- What is being asked
In the entries that follow, find every line containing "ScannerOptions" and copy it.

- Collected data entries
'''
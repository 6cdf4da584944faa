//! A JSON file standing in for the item lookup service.

use crate::error::{ErrorKind, Result};
use async_trait::async_trait;
use exn::ResultExt;
use serde_json::Value;
use shelf_scan::Lookup;
use shelf_scan::lookup::{LookupErrorKind, LookupResult};
use std::collections::HashMap;
use std::path::Path;

/// Items keyed by their exact code, loaded once from a JSON object such as
/// `{"SKU0099": {"id": 42, "name": "Widget"}}`.
#[derive(Debug)]
pub struct CatalogLookup {
    items: HashMap<String, Value>,
}
impl CatalogLookup {
    pub async fn open(path: &Path) -> Result<Self> {
        let bytes = tokio::fs::read(path).await.or_raise(|| ErrorKind::Catalog(path.to_path_buf()))?;
        let items: HashMap<String, Value> =
            serde_json::from_slice(&bytes).or_raise(|| ErrorKind::InvalidCatalog(path.to_path_buf()))?;
        tracing::info!(path = %path.display(), items = items.len(), "Catalog loaded");
        Ok(Self { items })
    }
}

#[async_trait]
impl Lookup for CatalogLookup {
    async fn lookup(&self, code: &str) -> LookupResult<Value> {
        match self.items.get(code) {
            Some(payload) => Ok(payload.clone()),
            None => exn::bail!(LookupErrorKind::NotFound),
        }
    }
}

#[cfg(test)]
mod tests {
    use super::*;
    use rstest::rstest;
    use shelf_scan::error::ErrorKind as ScanErrorKind;
    use shelf_scan::{Scanner, ScannerOptions};
    use std::sync::Arc;

    async fn catalog(contents: &str) -> (tempfile::TempDir, Result<CatalogLookup>) {
        let dir = tempfile::tempdir().unwrap();
        let path = dir.path().join("catalog.json");
        tokio::fs::write(&path, contents).await.unwrap();
        let catalog = CatalogLookup::open(&path).await;
        (dir, catalog)
    }

    #[tokio::test]
    async fn test_lookup_by_exact_code() {
        let (_dir, catalog) = catalog(r#"{"SKU0099": {"id": 42, "name": "Widget"}, "ABC123": {"id": 1}}"#).await;
        let catalog = catalog.unwrap();
        assert_eq!(catalog.lookup("ABC123").await.unwrap(), serde_json::json!({"id": 1}));
        let err = catalog.lookup("abc123").await.unwrap_err();
        assert_eq!(*err, LookupErrorKind::NotFound);
    }

    #[rstest]
    #[case::not_json("SKU0099,42\n")]
    #[case::not_an_object(r#"[{"id": 42}]"#)]
    #[tokio::test]
    async fn test_invalid_catalog(#[case] contents: &str) {
        let (dir, catalog) = catalog(contents).await;
        let err = catalog.unwrap_err();
        assert_eq!(*err, ErrorKind::InvalidCatalog(dir.path().join("catalog.json")));
    }

    #[tokio::test]
    async fn test_missing_catalog() {
        let dir = tempfile::tempdir().unwrap();
        let path = dir.path().join("missing.json");
        let err = CatalogLookup::open(&path).await.unwrap_err();
        assert_eq!(*err, ErrorKind::Catalog(path));
    }

    #[tokio::test]
    async fn test_scanner_over_catalog() {
        let (_dir, catalog) = catalog(r#"{"SKU0099": {"id": 42, "name": "Widget"}, "NOID": {"name": "?"}}"#).await;
        let scanner = Scanner::new(ScannerOptions::default(), Arc::new(catalog.unwrap())).unwrap();
        assert_eq!(scanner.resolve(" SKU0099 ").await.unwrap().name(), Some("Widget"));
        let err = scanner.resolve("ZZZ999").await.unwrap_err();
        assert_eq!(*err, ScanErrorKind::ItemNotFound("ZZZ999".into()));
        let err = scanner.resolve("NOID").await.unwrap_err();
        assert_eq!(*err, ScanErrorKind::ItemNotFound("NOID".into()));
    }
}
'''
- Your response
    use shelf_scan::{Scanner, ScannerOptions};
        let scanner = Scanner::new(ScannerOptions::default(), Arc::new(catalog.unwrap())).unwrap();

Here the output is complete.